Teknologi

Tahun 2025 Diprediksi Kripto Akan Membuat Banyak Orang Kaya Mendadak

JAKARTA Orang kaya mendadak karena kripto adalah fenomena yang digunakan akan sejumlah terjadi pada tahun 2025. Hal ini sebab munculnya berbagai jenis mata uang kripto yang dimaksud populer seperti Bitcoin, Ethereum, juga altcoin lainnya.

Steno Research memprediksi bahwa 2025 akan menjadi tahun paling gemilang di sejarah cryptocurrency.Proyeksi ini didukung oleh lingkungan regulasi yang lebih lanjut kondusif, kondisi perekonomian makro yang menguntungkan, dan juga pola historis pasca-halving Bitcoin yang digunakan kuat.

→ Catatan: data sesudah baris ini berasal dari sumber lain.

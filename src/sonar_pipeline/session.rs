//! Per-file processing session
//!
//! A session owns one decoded capture and the images derived from it. Derived
//! values are computed on first use and kept until the next load; they depend
//! only on the capture and the tracker configuration, so caching never changes
//! what a caller sees.

use std::path::Path;

use tracing::{info, instrument};

use crate::sonar_pipeline::bottom_track::{BottomTrack, BottomTracker, TrackerConfig};
use crate::sonar_pipeline::common::error::{Result, SonarError};
use crate::sonar_pipeline::enhance::{self, Enhancement};
use crate::sonar_pipeline::raster::{Raster, build_sonogram};
use crate::sonar_pipeline::slant_range::correct_with_track;
use crate::sonar_pipeline::xtf::{self, SonarData};

/// Which image enhancements start from.
#[derive(Debug, Clone, Copy, PartialEq, Eq, Default)]
pub enum ViewMode {
    /// Combined waterfall as recorded
    #[default]
    Original,
    /// Ground-range image after bottom tracking
    SlantCorrected,
}

fn no_data() -> SonarError {
    SonarError::Empty("no capture loaded".to_string())
}

#[derive(Default)]
pub struct SonarSession {
    tracker: BottomTracker,
    data: Option<SonarData>,
    sonogram: Option<Raster>,
    track: Option<BottomTrack>,
    corrected: Option<Raster>,
    view: ViewMode,
    current: Option<Raster>,
}

impl SonarSession {
    pub fn new(config: TrackerConfig) -> Self {
        Self {
            tracker: BottomTracker::new(config),
            ..Self::default()
        }
    }

    /// Parses `path` and replaces the loaded capture.
    #[instrument(skip(self, path), fields(path = %path.as_ref().display()))]
    pub fn load<P: AsRef<Path>>(&mut self, path: P) -> Result<()> {
        let data = xtf::parse(path)?;
        self.load_data(data)
    }

    /// Replaces the loaded capture and drops everything derived from the old one.
    pub fn load_data(&mut self, data: SonarData) -> Result<()> {
        if data.is_empty() {
            return Err(SonarError::Empty("capture contains no sonar pings".to_string()));
        }
        info!(
            port_pings = data.port.ping_count(),
            starboard_pings = data.starboard.ping_count(),
            "Capture loaded"
        );

        self.data = Some(data);
        self.sonogram = None;
        self.track = None;
        self.corrected = None;
        self.view = ViewMode::Original;
        self.current = None;
        Ok(())
    }

    pub fn data(&self) -> Option<&SonarData> {
        self.data.as_ref()
    }

    pub fn view_mode(&self) -> ViewMode {
        self.view
    }

    /// Combined port/starboard waterfall.
    pub fn sonogram(&mut self) -> Result<&Raster> {
        let data = self.data.as_ref().ok_or_else(no_data)?;
        Ok(self
            .sonogram
            .get_or_insert_with(|| build_sonogram(&data.port, &data.starboard, true)))
    }

    pub fn bottom_track(&mut self) -> Result<&BottomTrack> {
        let track = match self.track.take() {
            Some(track) => track,
            None => {
                let data = self.data.as_ref().ok_or_else(no_data)?;
                self.tracker.track(&data.port, &data.starboard)?
            }
        };
        Ok(self.track.insert(track))
    }

    /// Ground-range image built from the bottom track.
    pub fn corrected(&mut self) -> Result<&Raster> {
        let raster = match self.corrected.take() {
            Some(raster) => raster,
            None => {
                let track = self.bottom_track()?.clone();
                let data = self.data.as_ref().ok_or_else(no_data)?;
                correct_with_track(&data.port, &data.starboard, &track)?
            }
        };
        Ok(self.corrected.insert(raster))
    }

    /// Unenhanced image of the current view.
    fn base(&mut self) -> Result<Raster> {
        match self.view {
            ViewMode::Original => self.sonogram().cloned(),
            ViewMode::SlantCorrected => self.corrected().cloned(),
        }
    }

    /// Switches between the waterfall and the ground-range view. Enhancements
    /// applied so far are discarded.
    pub fn toggle_slant_correction(&mut self) -> Result<ViewMode> {
        self.view = match self.view {
            ViewMode::Original => {
                self.corrected()?;
                ViewMode::SlantCorrected
            }
            ViewMode::SlantCorrected => ViewMode::Original,
        };
        self.current = None;
        Ok(self.view)
    }

    /// Image as it should currently be displayed.
    pub fn current(&mut self) -> Result<&Raster> {
        let raster = match self.current.take() {
            Some(raster) => raster,
            None => self.base()?,
        };
        Ok(self.current.insert(raster))
    }

    /// Applies `enhancement` on top of whatever is displayed.
    pub fn apply(&mut self, enhancement: Enhancement) -> Result<&Raster> {
        let next = enhancement.apply(self.current()?)?;
        Ok(self.current.insert(next))
    }

    /// Gamma applied to the unenhanced view, so repeated previews never compound.
    pub fn gamma_preview(&mut self, g: f64) -> Result<&Raster> {
        let next = enhance::gamma(&self.base()?, g)?;
        Ok(self.current.insert(next))
    }

    /// Drops all enhancements of the current view.
    pub fn restore(&mut self) -> Result<&Raster> {
        let base = self.base()?;
        Ok(self.current.insert(base))
    }
}

#[cfg(test)]
mod tests {
    use super::*;
    use crate::sonar_pipeline::xtf::{PingMetadata, SampleMatrix};

    fn capture(value: u8) -> SonarData {
        let port_row: Vec<u8> = (0..60).map(|i| if i < 45 { value } else { 0 }).collect();
        let star_row: Vec<u8> = (0..60).map(|i| if i < 10 { 0 } else { value }).collect();
        SonarData {
            port: SampleMatrix::new(vec![port_row; 6]),
            starboard: SampleMatrix::new(vec![star_row; 6]),
            pings: vec![PingMetadata::default(); 6],
            ..SonarData::default()
        }
    }

    fn loaded(value: u8) -> SonarSession {
        let mut session = SonarSession::default();
        session.load_data(capture(value)).unwrap();
        session
    }

    #[test]
    fn test_empty_session_reports_no_data() {
        let mut session = SonarSession::default();
        assert!(matches!(session.current(), Err(SonarError::Empty(_))));
        assert!(matches!(
            session.load_data(SonarData::default()),
            Err(SonarError::Empty(_))
        ));
    }

    #[test]
    fn test_current_starts_as_sonogram() {
        let mut session = loaded(30);
        let sonogram = session.sonogram().unwrap().clone();
        assert_eq!(session.current().unwrap(), &sonogram);
        assert_eq!(sonogram.width(), 120);
    }

    #[test]
    fn test_toggle_switches_base_image() {
        let mut session = loaded(30);
        assert_eq!(session.toggle_slant_correction().unwrap(), ViewMode::SlantCorrected);
        let corrected = session.corrected().unwrap().clone();
        assert_eq!(session.current().unwrap(), &corrected);

        assert_eq!(session.toggle_slant_correction().unwrap(), ViewMode::Original);
        let sonogram = session.sonogram().unwrap().clone();
        assert_eq!(session.current().unwrap(), &sonogram);
    }

    #[test]
    fn test_gamma_preview_does_not_compound() {
        let mut session = loaded(30);
        let once = session.gamma_preview(2.0).unwrap().clone();
        let twice = session.gamma_preview(2.0).unwrap().clone();
        assert_eq!(once, twice);
    }

    #[test]
    fn test_enhancements_stack_until_restore() {
        let mut session = loaded(30);
        let base = session.current().unwrap().clone();
        session.apply(Enhancement::Negative).unwrap();
        let double = session.apply(Enhancement::Negative).unwrap().clone();
        assert_eq!(double, base);

        session.apply(Enhancement::Normalize).unwrap();
        assert_eq!(session.restore().unwrap(), &base);
    }

    #[test]
    fn test_load_invalidates_cached_images() {
        let mut session = loaded(30);
        session.toggle_slant_correction().unwrap();
        let first = session.current().unwrap().clone();

        session.load_data(capture(90)).unwrap();
        assert_eq!(session.view_mode(), ViewMode::Original);
        session.toggle_slant_correction().unwrap();
        assert_ne!(session.current().unwrap(), &first);
    }
}
//! XTF reader implementation.
//!
//! Walks the chained records of a capture held in memory. A structurally bad
//! file header is an error; anything malformed after it ends the walk and the
//! pings decoded so far are returned, so partially written captures still load.

use tracing::{debug, info};

use crate::sonar_pipeline::common::error::{Result, SonarError};
use crate::sonar_pipeline::xtf::layout::{
    FILE_HEADER_SIZE, FileHeader, HEADER_TYPE_SONAR, PING_CHANNEL_HEADER_SIZE, PING_HEADER_SIZE,
    PingChannelHeader, PingHeader, RECORD_HEADER_SIZE, RecordHeader, XTF_FILE_FORMAT, XTF_MAGIC,
};
use crate::sonar_pipeline::xtf::reader::SonarReader;
use crate::sonar_pipeline::xtf::types::{FileInfo, PingMetadata, SampleMatrix, SonarData};

/// Reader for Triton XTF side-scan captures.
///
/// Only channel 0 (port) and channel 1 (starboard) are kept; the remaining
/// stored channels are decoded and dropped so the stream stays aligned.
pub struct XtfReader;

/// Converts a signed 16-bit sample to an 8-bit intensity.
///
/// Uses truncating integer division and keeps the low byte of the result, so
/// negative samples wrap (e.g. `-32768` maps to `1`).
pub fn scale_sample(sample: i16) -> u8 {
    (255 * sample as i32 / 32768) as u8
}

/// One decoded sonar record
struct PingRecord {
    metadata: PingMetadata,
    port: Option<Vec<u8>>,
    starboard: Option<Vec<u8>>,
    end: usize,
}

impl XtfReader {
    /// Decodes the sonar record starting at `start`. Returns `None` when the
    /// record is cut short.
    fn read_ping(&self, data: &[u8], start: usize, header: &FileHeader) -> Option<PingRecord> {
        let ping_header = PingHeader::decode(data.get(start..start.checked_add(PING_HEADER_SIZE)?)?);
        let mut cursor = start + PING_HEADER_SIZE;

        let mut port = None;
        let mut starboard = None;
        let mut port_header = None;

        for channel in 0..header.stored_channels() {
            let chan_end = cursor.checked_add(PING_CHANNEL_HEADER_SIZE)?;
            let chan_header = PingChannelHeader::decode(data.get(cursor..chan_end)?);
            cursor = chan_end;

            let samples = chan_header.num_samples as usize;
            let row: Vec<u8> = if header.channels[channel].bytes_per_sample == 1 {
                let end = cursor.checked_add(samples)?;
                let payload = data.get(cursor..end)?;
                cursor = end;
                payload.to_vec()
            } else {
                let end = cursor.checked_add(samples.checked_mul(2)?)?;
                let payload = data.get(cursor..end)?;
                cursor = end;
                payload
                    .chunks_exact(2)
                    .map(|b| scale_sample(i16::from_le_bytes([b[0], b[1]])))
                    .collect()
            };

            debug!(
                channel,
                channel_number = chan_header.channel_number,
                samples,
                "Decoded ping channel"
            );

            match channel {
                0 => {
                    port = Some(row);
                    port_header = Some(chan_header);
                }
                1 => starboard = Some(row),
                _ => {}
            }
        }

        let base = PingMetadata {
            ping_number: ping_header.ping_number,
            year: ping_header.year,
            month: ping_header.month,
            day: ping_header.day,
            hour: ping_header.hour,
            minute: ping_header.minute,
            second: ping_header.second,
            hundredths: ping_header.hundredths,
            ship_x: ping_header.ship_x,
            ship_y: ping_header.ship_y,
            altitude: ping_header.altitude as f64,
            heading: ping_header.heading as f64,
            ..PingMetadata::default()
        };
        let velocity = ping_header.sound_velocity as f64;
        let metadata = match port_header {
            Some(ch) => base.with_timing(
                ch.num_samples as usize,
                ch.time_duration as f64,
                velocity,
                ch.slant_range as f64,
            ),
            None => base.with_timing(0, 0.0, velocity, 0.0),
        };

        Some(PingRecord {
            metadata,
            port,
            starboard,
            end: cursor,
        })
    }
}

impl SonarReader for XtfReader {
    /// Decodes an XTF capture from a byte array.
    ///
    /// # Returns
    ///
    /// * `Ok(SonarData)` - Port/starboard matrices and per-ping metadata
    /// * `Err(SonarError::Format)` - The file header is missing or has the wrong format tag
    fn read_xtf(&self, data: &[u8]) -> Result<SonarData> {
        debug!("Decoding XTF capture, {} bytes", data.len());

        let header_bytes = data.get(..FILE_HEADER_SIZE).ok_or_else(|| {
            SonarError::Format(format!(
                "{} bytes is shorter than the {}-byte file header",
                data.len(),
                FILE_HEADER_SIZE
            ))
        })?;
        let header = FileHeader::decode(header_bytes);

        if header.file_format != XTF_FILE_FORMAT {
            return Err(SonarError::Format(format!(
                "file format tag 0x{:02X}, expected 0x{:02X}",
                header.file_format, XTF_FILE_FORMAT
            )));
        }

        debug!(
            channels = header.channel_count,
            sonar = %header.sonar_name,
            "Read file header"
        );

        let mut port = SampleMatrix::default();
        let mut starboard = SampleMatrix::default();
        let mut pings = Vec::new();
        let mut skipped = 0usize;

        let mut pos = FILE_HEADER_SIZE + header.padding_len();

        loop {
            let Some(record_bytes) = pos
                .checked_add(RECORD_HEADER_SIZE)
                .and_then(|end| data.get(pos..end))
            else {
                break;
            };
            let record = RecordHeader::decode(record_bytes);
            if record.magic != XTF_MAGIC {
                debug!(offset = pos, magic = record.magic, "Bad record magic, stopping");
                break;
            }

            let declared_end = pos.saturating_add(record.num_bytes as usize);

            if record.header_type == HEADER_TYPE_SONAR {
                let Some(ping) = self.read_ping(data, pos, &header) else {
                    debug!(offset = pos, "Truncated sonar record, stopping");
                    break;
                };
                if let Some(row) = ping.port {
                    port.push_row(row);
                }
                if let Some(row) = ping.starboard {
                    starboard.push_row(row);
                }
                pings.push(ping.metadata);
                pos = ping.end.max(declared_end);
            } else {
                skipped += 1;
                // NumBytesThisRecord counts from the start of the record header
                pos = declared_end.max(pos + RECORD_HEADER_SIZE);
            }
        }

        info!(
            pings = pings.len(),
            skipped_records = skipped,
            "Decoded XTF capture"
        );

        Ok(SonarData {
            info: FileInfo {
                sonar_name: header.sonar_name.clone(),
                recording_program: header.recording_program.clone(),
                channel_count: header.channel_count,
                channels: header.channels[..header.stored_channels()].to_vec(),
            },
            port,
            starboard,
            pings,
        })
    }
}
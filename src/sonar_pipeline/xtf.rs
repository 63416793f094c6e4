//! XTF capture reading module
//!
//! This module decodes chained-record side-scan captures into per-channel
//! sample matrices and per-ping metadata.

mod layout;
mod reader;
mod xtf_reader;
pub mod types;

use std::path::Path;

use tracing::instrument;

use crate::sonar_pipeline::common::error::{Result, SonarError};

pub use layout::{CHANNEL_PADDING_BLOCK, MAX_STORED_CHANNELS, XTF_FILE_FORMAT, XTF_MAGIC};
pub use reader::SonarReader;
pub use types::{ChannelInfo, FileInfo, PingMetadata, SampleMatrix, SonarData};
pub use xtf_reader::{XtfReader, scale_sample};

/// Reads and decodes an XTF capture from disk.
///
/// The whole file is read once; nothing is kept open after this returns.
#[instrument(skip(path), fields(path = %path.as_ref().display()))]
pub fn parse<P: AsRef<Path>>(path: P) -> Result<SonarData> {
    let path = path.as_ref();
    let data = std::fs::read(path)
        .map_err(|e| SonarError::InputRead(format!("{}: {}", path.display(), e)))?;
    XtfReader.read_xtf(&data)
}
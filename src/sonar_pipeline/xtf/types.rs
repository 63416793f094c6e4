//! Decoded sonar data types

/// Per-channel intensity samples, one row per ping in ping order.
#[derive(Debug, Clone, Default, PartialEq, Eq)]
pub struct SampleMatrix {
    rows: Vec<Vec<u8>>,
}

impl SampleMatrix {
    pub fn new(rows: Vec<Vec<u8>>) -> Self {
        Self { rows }
    }

    pub fn push_row(&mut self, row: Vec<u8>) {
        self.rows.push(row);
    }

    /// Number of pings (rows).
    pub fn ping_count(&self) -> usize {
        self.rows.len()
    }

    /// Row width used for image layout: the first ping's sample count.
    pub fn width(&self) -> usize {
        self.rows.first().map_or(0, Vec::len)
    }

    pub fn is_empty(&self) -> bool {
        self.rows.is_empty()
    }

    pub fn row(&self, ping: usize) -> Option<&[u8]> {
        self.rows.get(ping).map(Vec::as_slice)
    }

    pub fn rows(&self) -> &[Vec<u8>] {
        &self.rows
    }
}

impl From<Vec<Vec<u8>>> for SampleMatrix {
    fn from(rows: Vec<Vec<u8>>) -> Self {
        Self::new(rows)
    }
}

/// Metadata derived for a single ping
#[derive(Debug, Clone, Default, PartialEq)]
pub struct PingMetadata {
    /// Sequence number reported by the sonar
    pub ping_number: u32,
    pub year: u16,
    pub month: u8,
    pub day: u8,
    pub hour: u8,
    pub minute: u8,
    pub second: u8,
    pub hundredths: u8,
    /// Samples in the port channel of this ping
    pub sample_count: usize,
    /// Listening time of the port channel, in seconds
    pub time_duration: f64,
    /// Seconds per sample, 0 when the ping carries no samples
    pub sample_interval: f64,
    /// Sound velocity in m/s; reported values above 1000 are two-way and get halved
    pub sound_velocity: f64,
    /// Slant range in metres
    pub slant_range: f64,
    pub ship_x: f64,
    pub ship_y: f64,
    pub altitude: f64,
    pub heading: f64,
}

impl PingMetadata {
    /// Fills in the derived timing fields from the raw header values.
    pub fn with_timing(
        mut self,
        sample_count: usize,
        time_duration: f64,
        reported_velocity: f64,
        header_slant_range: f64,
    ) -> Self {
        let sample_interval = if sample_count == 0 {
            0.0
        } else {
            time_duration / sample_count as f64
        };
        let sound_velocity = if reported_velocity > 1000.0 {
            reported_velocity / 2.0
        } else {
            reported_velocity
        };
        let slant_range = if header_slant_range > 0.0 {
            header_slant_range
        } else {
            ((sample_count as f64 - 1.0) * sound_velocity * sample_interval).round()
        };

        self.sample_count = sample_count;
        self.time_duration = time_duration;
        self.sample_interval = sample_interval;
        self.sound_velocity = sound_velocity;
        self.slant_range = slant_range;
        self
    }
}

/// Per-channel configuration from the file header
#[derive(Debug, Clone, Default, PartialEq, Eq)]
pub struct ChannelInfo {
    pub type_of_channel: u8,
    pub sub_channel_number: u8,
    pub bytes_per_sample: u16,
    pub name: String,
}

/// File-level description of the capture
#[derive(Debug, Clone, Default, PartialEq, Eq)]
pub struct FileInfo {
    pub sonar_name: String,
    pub recording_program: String,
    pub channel_count: u16,
    pub channels: Vec<ChannelInfo>,
}

/// Everything decoded from one capture
#[derive(Debug, Clone, Default)]
pub struct SonarData {
    pub info: FileInfo,
    pub port: SampleMatrix,
    pub starboard: SampleMatrix,
    pub pings: Vec<PingMetadata>,
}

impl SonarData {
    pub fn is_empty(&self) -> bool {
        self.port.is_empty() && self.starboard.is_empty()
    }

    pub fn into_parts(self) -> (SampleMatrix, SampleMatrix, Vec<PingMetadata>) {
        (self.port, self.starboard, self.pings)
    }
}
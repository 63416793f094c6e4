//! Slant-range correction
//!
//! Removes the water column from each ping and stretches what remains across
//! the full channel width, giving an approximate ground-range image.

use rayon::prelude::*;
use tracing::{debug, instrument};

use crate::sonar_pipeline::bottom_track::BottomTrack;
use crate::sonar_pipeline::common::error::{Result, SonarError};
use crate::sonar_pipeline::raster::{Raster, WHITE};
use crate::sonar_pipeline::xtf::types::SampleMatrix;

/// Linearly resamples `src` to `len` values with pixel centres aligned.
///
/// Equal lengths give back `src` unchanged.
pub fn resample(src: &[u8], len: usize) -> Vec<u8> {
    match src.len() {
        0 => return vec![WHITE; len],
        1 => return vec![src[0]; len],
        _ => {}
    }

    let last = (src.len() - 1) as f64;
    let scale = src.len() as f64 / len as f64;
    (0..len)
        .map(|x| {
            let pos = ((x as f64 + 0.5) * scale - 0.5).clamp(0.0, last);
            let i0 = pos.floor() as usize;
            let i1 = (i0 + 1).min(src.len() - 1);
            let t = pos - i0 as f64;
            let v = src[i0] as f64 * (1.0 - t) + src[i1] as f64 * t;
            v.round().clamp(0.0, 255.0) as u8
        })
        .collect()
}

fn inverted(samples: &[u8]) -> Vec<u8> {
    samples.iter().map(|&v| 255 - v).collect()
}

fn check_series(matrix: &SampleMatrix, bottom: &[usize], side: &str) -> Result<()> {
    if matrix.is_empty() {
        return Err(SonarError::Data(format!("{side} channel has no pings")));
    }
    if bottom.len() != matrix.ping_count() {
        return Err(SonarError::Data(format!(
            "{side} bottom track has {} entries for {} pings",
            bottom.len(),
            matrix.ping_count()
        )));
    }
    Ok(())
}

/// Builds the ground-range image from both channels and their bottom tracks.
///
/// The output is `port width + starboard width` wide (first ping of each
/// channel) and one row per ping. For each ping the port samples up to and
/// including the bottom index and the starboard samples from the bottom index
/// on are inverted and resampled to their channel width. Pings whose bottom
/// index falls outside either row stay white.
#[instrument(skip_all, fields(pings = port.ping_count()))]
pub fn correct_slant_range(
    port: &SampleMatrix,
    starboard: &SampleMatrix,
    port_bottom: &[usize],
    starboard_bottom: &[usize],
) -> Result<Raster> {
    check_series(port, port_bottom, "port")?;
    check_series(starboard, starboard_bottom, "starboard")?;
    if port.ping_count() != starboard.ping_count() {
        return Err(SonarError::Data(format!(
            "port has {} pings, starboard has {}",
            port.ping_count(),
            starboard.ping_count()
        )));
    }

    let port_width = port.width();
    let star_width = starboard.width();
    let width = port_width + star_width;
    let mut raster = Raster::new(width, port.ping_count(), WHITE);
    if width == 0 {
        return Ok(raster);
    }

    raster
        .pixels_mut()
        .par_chunks_mut(width)
        .zip(port.rows().par_iter().zip(starboard.rows()))
        .zip(port_bottom.par_iter().zip(starboard_bottom))
        .for_each(|((out, (port_row, star_row)), (&pb, &sb))| {
            if pb >= port_row.len() || sb >= star_row.len() {
                return;
            }
            let (left, right) = out.split_at_mut(port_width);
            left.copy_from_slice(&resample(&inverted(&port_row[..=pb]), port_width));
            right.copy_from_slice(&resample(&inverted(&star_row[sb..]), star_width));
        });

    debug!(width, height = raster.height(), "Slant-range correction complete");
    Ok(raster)
}

/// Convenience wrapper taking both lines from a [`BottomTrack`].
pub fn correct_with_track(
    port: &SampleMatrix,
    starboard: &SampleMatrix,
    track: &BottomTrack,
) -> Result<Raster> {
    correct_slant_range(port, starboard, &track.port, &track.starboard)
}
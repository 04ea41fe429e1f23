//! Error types for bitstream operations.

use std::fmt;

/// Result type for bitstream operations.
pub type BitResult<T> = Result<T, BitError>;

/// Errors that can occur during bit-level encoding/decoding.
#[derive(Debug, Clone, PartialEq, Eq)]
pub enum BitError {
    /// Attempted to read past the end of the buffer.
    UnexpectedEof {
        /// Number of bits requested.
        requested: usize,
        /// Number of bits available.
        available: usize,
    },

    /// Invalid bit count for the operation.
    InvalidBitCount {
        /// The invalid bit count provided.
        bits: u8,
        /// Maximum allowed bits for this operation.
        max_bits: u8,
    },

    /// Value exceeds the range representable by the specified number of bits.
    ValueOutOfRange {
        /// The value that was out of range.
        value: u64,
        /// Number of bits available.
        bits: u8,
    },
}

impl fmt::Display for BitError {
    fn fmt(&self, f: &mut fmt::Formatter<'_>) -> fmt::Result {
        match self {
            Self::UnexpectedEof {
                requested,
                available,
            } => {
                write!(
                    f,
                    "attempted to read {requested} bits but only {available} bits available"
                )
            }
            Self::InvalidBitCount { bits, max_bits } => {
                write!(f, "invalid bit count {bits}, maximum allowed is {max_bits}")
            }
            Self::ValueOutOfRange { value, bits } => {
                write!(f, "value {value} cannot be represented in {bits} bits")
            }
        }
    }
}

impl std::error::Error for BitError {}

Institusi finansial juga diprediksi akan berperan besar. Adopsi institusional akan meningkat pesat, ditandai dengan masuknya penanaman modal signifikan ke pada Exchange-Traded Funds (ETF) berbasis Bitcoin dan juga Ethereum pada Amerika Serikat.

Dalam lapoan Steno Research memperkirakan bahwa dana masuk bersih ke ETF ini pada 2025 akan mencapai Rp780 triliun (USD48 miliar) untuk Bitcoin juga Rp462 triliun (USD28,5 miliar) untuk Ethereum.

Selain Bitcoin lalu Ethereum, altcoin diperkirakan akan mengalami musim kejayaan di area tahun 2025. Rasio ETH/BTC diproyeksikan meningkat menjadi 0,06, hampir dua kali lipat dari level pada waktu ini di area sekitar 0,035.

Hal ini akan menggalakkan penurunan dominasi Bitcoin pada kapitalisasi lingkungan ekonomi dari 57% menjadi 45%.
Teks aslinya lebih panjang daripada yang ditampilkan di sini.